This example shows how the SELECT and UPDATE constraints are applied when a user that does not have the required privileges submits an UPDATE request in an attempt to update the classification level value for a row. The SELECT constraints filter out the rows that the user is not permitted to access and the UPDATE constraints restrict the user from executing the update operation on the target row.
The classification level value is stored in the classification_level column, one of the constraint columns. The other constraint column is classification_categories.

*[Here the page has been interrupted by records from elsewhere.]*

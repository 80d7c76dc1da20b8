// Copyright (C) Microsoft Corporation. All rights reserved.

#![deny(clippy::unwrap_used)]
#![deny(clippy::expect_used)]
#![deny(clippy::panic)]
#![deny(clippy::manual_assert)]

//! Miner worker: sweeps the active chains and seals pending votes.
//!
//! One proof-of-work attempt per chain per sweep keeps one busy election
//! from starving the rest. The proof is computed against a snapshot taken
//! under the read lock; the seal itself revalidates against the live tip, so
//! a chain that moved in between simply rejects the stale proof and the
//! votes stay pending for the next sweep.

use std::sync::Arc;

use async_io::Timer;
use tracing::{debug, info, warn};

use chainvote::{chain::unix_now, pow, registry::ElectionId};

use crate::core_ctx::Core;

pub async fn run(core: Arc<Core>) {
    info!("miner worker started");
    while core.running() {
        sweep(&core).await;
        // Mandatory yield so ingress makes progress between sweeps.
        Timer::after(core.config.mine_interval()).await;
    }
    info!("miner worker stopped");
}

/// One pass: retire finished elections, then try to seal each active chain.
pub async fn sweep(core: &Core) {
    let now = unix_now();

    {
        let mut registry = core.registry.write().await;
        registry.sweep_finished(now);
    }

    let ids = { core.registry.read().await.active_ids() };
    for id in ids {
        if !core.running() {
            break;
        }
        if let Err(e) = try_seal(core, &id).await {
            warn!(election = %id, error = %e, "mining attempt failed");
        }
    }
}

/// Attempts one proof-of-work and seal for `id`. A chain with an empty
/// mempool is skipped.
pub async fn try_seal(core: &Core, id: &ElectionId) -> chainvote::CoreResult<()> {
    // Snapshot the tip without holding the lock during the search.
    let snapshot = {
        let registry = core.registry.read().await;
        let Some(chain) = registry.chain(id) else {
            return Ok(());
        };
        if chain.pending().is_empty() {
            return Ok(());
        }
        let tip = &chain.blocks()[chain.blocks().len() - 1];
        Some((tip.proof(), tip.hash()?, chain.difficulty()))
    };
    let Some((tip_proof, tip_hash, difficulty)) = snapshot else {
        return Ok(());
    };

    let proof = {
        let mut csprng = core.csprng.lock().await;
        pow::find_proof(tip_proof, &tip_hash, difficulty, &mut csprng)
    };

    let mut registry = core.registry.write().await;
    let Some(chain) = registry.active_chain_mut(id) else {
        // Finished while we were searching; the votes expire with it.
        return Ok(());
    };
    match chain.seal_block(proof, unix_now()) {
        Ok(block) => {
            info!(election = %id, index = block.index(), "sealed block");
            Ok(())
        }
        Err(e) => {
            // Tip moved under us or the mempool drained; not fatal.
            debug!(election = %id, error = %e, "stale mining attempt discarded");
            Ok(())
        }
    }
}
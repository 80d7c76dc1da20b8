// Copyright (C) Microsoft Corporation. All rights reserved.

#![deny(clippy::unwrap_used)]
#![deny(clippy::expect_used)]
#![deny(clippy::panic)]
#![deny(clippy::manual_assert)]

//! SHA-256 hashing helpers and the canonical JSON form used for block
//! hashes.

use serde::Serialize;

use crate::errors::CoreResult;

/// SHA-256 of `data`, as lowercase hex.
pub fn sha256_hex(data: impl AsRef<[u8]>) -> String {
    use sha2::{Digest, Sha256};

    let digest = Sha256::digest(data.as_ref());
    faster_hex::hex_string(&digest)
}

/// Serializes `value` to canonical JSON: object keys sorted
/// lexicographically, compact separators, UTF-8.
///
/// Hashes must not depend on declaration order of struct fields, so the value
/// is round-tripped through [`serde_json::Value`], whose object map is
/// ordered by key.
pub fn canonical_json<T: Serialize>(value: &T) -> CoreResult<String> {
    let v = serde_json::to_value(value)?;
    Ok(serde_json::to_string(&v)?)
}
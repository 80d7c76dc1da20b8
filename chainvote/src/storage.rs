// Copyright (C) Microsoft Corporation. All rights reserved.

#![deny(clippy::unwrap_used)]
#![deny(clippy::expect_used)]
#![deny(clippy::panic)]
#![deny(clippy::manual_assert)]

//! Persistence of chains, keys and decryption tables.
//!
//! - An election chain is the JSON array `[genesis, block1, ...]`.
//! - The key file holds one JSON object `{p, g, y, x?}` per line; appends are
//!   a single write so concurrent writers cannot interleave inside a line.
//!   Entries with `x` are key pairs; entries without are public keys only.
//! - The decryption-table file maps `str(y)` to the list of powers of `g`,
//!   deduplicating tables across elections that share a key.

use std::collections::BTreeMap;
use std::fs;
use std::io::Write;
use std::path::Path;

use num_bigint::BigUint;
use serde::{Deserialize, Serialize};

use crate::{
    block::Block,
    chain::Chain,
    elgamal::{PublicKey, SecretKey},
    errors::{CoreError, CoreResult},
    tally::DecryptionTable,
};

use util::algebra::FieldElement;

/// Writes the chain's blocks as a JSON array.
pub fn save_chain(path: &Path, chain: &Chain) -> CoreResult<()> {
    let json = serde_json::to_string(chain.blocks())?;
    fs::write(path, json)?;
    Ok(())
}

/// Loads and validates a chain from a JSON block array.
pub fn load_chain(path: &Path, difficulty: u32) -> CoreResult<Chain> {
    let bytes = fs::read(path)?;
    let blocks: Vec<Block> = serde_json::from_slice(&bytes)?;
    Chain::from_blocks(blocks, difficulty)
}

mod biguint_opt {
    use num_bigint::BigUint;
    use serde::{Deserialize, Deserializer, Serialize, Serializer};

    pub fn serialize<S>(u: &Option<BigUint>, serializer: S) -> Result<S::Ok, S::Error>
    where
        S: Serializer,
    {
        u.as_ref().map(|u| u.to_str_radix(10)).serialize(serializer)
    }

    pub fn deserialize<'de, D>(deserializer: D) -> Result<Option<BigUint>, D::Error>
    where
        D: Deserializer<'de>,
    {
        use serde::de::Error;

        let s = Option::<String>::deserialize(deserializer)?;
        s.map(|s| {
            BigUint::parse_bytes(s.as_bytes(), 10)
                .ok_or_else(|| D::Error::custom(format!("not a decimal integer: {s:?}")))
        })
        .transpose()
    }
}

/// One line of the key file.
#[derive(Clone, Debug, Serialize, Deserialize, PartialEq, Eq)]
pub struct KeyFileEntry {
    #[serde(with = "util::biguint_serde")]
    pub p: BigUint,
    #[serde(with = "util::biguint_serde")]
    pub g: BigUint,
    #[serde(with = "util::biguint_serde")]
    pub y: BigUint,

    /// The secret exponent. Should be absent anywhere the file leaves the
    /// trustee's machine.
    #[serde(default, skip_serializing_if = "Option::is_none", with = "biguint_opt")]
    pub x: Option<BigUint>,
}

impl KeyFileEntry {
    pub fn from_public(pk: &PublicKey) -> Self {
        KeyFileEntry {
            p: pk.domain().group().modulus().clone(),
            g: pk.domain().group().generator().value().clone(),
            y: pk.y().value().clone(),
            x: None,
        }
    }

    pub fn from_secret(sk: &SecretKey) -> Self {
        let mut entry = Self::from_public(sk.public_key());
        entry.x = Some(sk.x().value().clone());
        entry
    }

    /// The public part of the entry.
    pub fn public_key(&self) -> PublicKey {
        let domain = crate::domain_parameters::DomainParameters::from_modulus_and_generator(
            self.p.clone(),
            self.g.clone(),
        );
        PublicKey::new(
            domain,
            util::algebra::GroupElement::from_biguint_unchecked(self.y.clone()),
        )
    }

    /// The full key pair. Fails with `NotPrivate` when the line carries no
    /// secret exponent, and refuses an exponent that contradicts `y`.
    pub fn secret_key(&self) -> CoreResult<SecretKey> {
        let x = self.x.as_ref().ok_or(CoreError::NotPrivate)?;
        let domain = crate::domain_parameters::DomainParameters::from_modulus_and_generator(
            self.p.clone(),
            self.g.clone(),
        );
        let x = FieldElement::from(x.clone(), domain.field());
        let sk = SecretKey::from_exponent(domain, x);
        if sk.public_key().y().value() != &self.y {
            return Err(CoreError::InvalidInput(
                "secret exponent does not match y".into(),
            ));
        }
        Ok(sk)
    }
}

/// Appends one key entry as a single line. The line is written in one call,
/// so a reader never observes a torn entry.
pub fn append_key(path: &Path, entry: &KeyFileEntry) -> CoreResult<()> {
    let mut line = serde_json::to_string(entry)?;
    line.push('\n');

    let mut file = fs::OpenOptions::new().create(true).append(true).open(path)?;
    file.write_all(line.as_bytes())?;
    file.sync_all()?;
    Ok(())
}

/// Reads every key entry in the file, skipping blank lines.
pub fn load_keys(path: &Path) -> CoreResult<Vec<KeyFileEntry>> {
    let contents = fs::read_to_string(path)?;
    contents
        .lines()
        .filter(|line| !line.trim().is_empty())
        .map(|line| Ok(serde_json::from_str(line)?))
        .collect()
}

/// Writes decryption tables as a JSON map `str(y) -> [powers of g]`.
pub fn save_tables<'a>(
    path: &Path,
    tables: impl IntoIterator<Item = &'a DecryptionTable>,
) -> CoreResult<()> {
    let map: BTreeMap<String, Vec<String>> = tables
        .into_iter()
        .map(|t| {
            let powers = t.powers().iter().map(|p| p.to_str_radix(10)).collect();
            (t.y().to_str_radix(10), powers)
        })
        .collect();
    fs::write(path, serde_json::to_string(&map)?)?;
    Ok(())
}

/// Loads decryption tables from the JSON map form.
pub fn load_tables(path: &Path) -> CoreResult<Vec<DecryptionTable>> {
    let bytes = fs::read(path)?;
    let map: BTreeMap<String, Vec<String>> = serde_json::from_slice(&bytes)?;

    let parse = |s: &str| {
        BigUint::parse_bytes(s.as_bytes(), 10).ok_or_else(|| {
            CoreError::InvalidInput(format!("not a decimal integer in table file: {s:?}"))
        })
    };

    map.iter()
        .map(|(y, powers)| {
            let y = parse(y)?;
            let powers = powers.iter().map(|p| parse(p)).collect::<CoreResult<Vec<_>>>()?;
            Ok(DecryptionTable::from_powers(y, powers))
        })
        .collect()
}
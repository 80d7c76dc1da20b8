// Copyright (C) Microsoft Corporation. All rights reserved.

#![deny(clippy::expect_used)]
#![deny(clippy::manual_assert)]
#![deny(clippy::panic)]
#![deny(clippy::unwrap_used)]

//! Serde helpers encoding big integers as decimal strings.
//!
//! JSON has no arbitrary-precision integer type, so every `BigUint` crossing a
//! serialization boundary is written as its base-10 rendering. The same applies
//! to 128-bit proof-of-work values, which exceed what common JSON consumers
//! parse losslessly.
//!
//! Usable with `#[serde(with = "util::biguint_serde")]`.

use num_bigint::BigUint;
use serde::{Deserialize, Deserializer, Serialize, Serializer};

pub fn serialize<S>(u: &BigUint, serializer: S) -> Result<S::Ok, S::Error>
where
    S: Serializer,
{
    u.to_str_radix(10).serialize(serializer)
}

pub fn deserialize<'de, D>(deserializer: D) -> Result<BigUint, D::Error>
where
    D: Deserializer<'de>,
{
    use serde::de::Error;

    let s = String::deserialize(deserializer)?;
    BigUint::parse_bytes(s.as_bytes(), 10)
        .ok_or_else(|| D::Error::custom(format!("not a decimal integer: {s:?}")))
}

/// Decimal-string serde for `u128` fields, e.g. `#[serde(with = "util::biguint_serde::u128_dec")]`.
pub mod u128_dec {
    use serde::{Deserialize, Deserializer, Serialize, Serializer};

    pub fn serialize<S>(u: &u128, serializer: S) -> Result<S::Ok, S::Error>
    where
        S: Serializer,
    {
        u.to_string().serialize(serializer)
    }

    pub fn deserialize<'de, D>(deserializer: D) -> Result<u128, D::Error>
    where
        D: Deserializer<'de>,
    {
        use serde::de::Error;

        let s = String::deserialize(deserializer)?;
        s.parse::<u128>()
            .map_err(|e| D::Error::custom(format!("not a u128: {s:?}: {e}")))
    }
}
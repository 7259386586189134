pub mod auth;
pub mod notifications;
pub mod tasks;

The statement used to create the table in this example is:
CREATE TABLE rls_tbl( col1 INT, col2 INT, classification_levels CONSTRAINT, classification_categories CONSTRAINT);
The user’s sessions constraint values are:
Constraint1Name LEVELS Constraint1Value 2 Constraint3Name CATEGORIES Constraint3Value '90000000'xb
Following is the UPDATE statement:
UPDATE rls_tbl SET col1=2 where col1=1;
The EXPLAIN shows the outcome of the SELECT and UPDATE constraints. A RETRIEVE step on RS.rls_tbl is performed by way of the primary index "RS.rls_tbl.col1 = 1" with a residual condition of ("((SYSLIB.SELECTLEVEL (2, RS.rls_tbl.levels ))= 'T') AND ((SYSLIB.SELECTCATEGORIES ('90000000'XB, RS.rls_tbl.categories ))='T')").
Next, there is a MERGE DELETE of the results to RS.rls_tbl with the updated rows constrained by (RS.rls_tbl.levels = SYSLIB.UPDATELEVEL (2, {LeftTable}.levels)), (RS.rls_tbl.categories = SYSLIB.UPDATECATEGORIES ('90000000'XB, {LeftTable}.categories)).
Then, there is a MERGE into RS.rls_tbl of the results.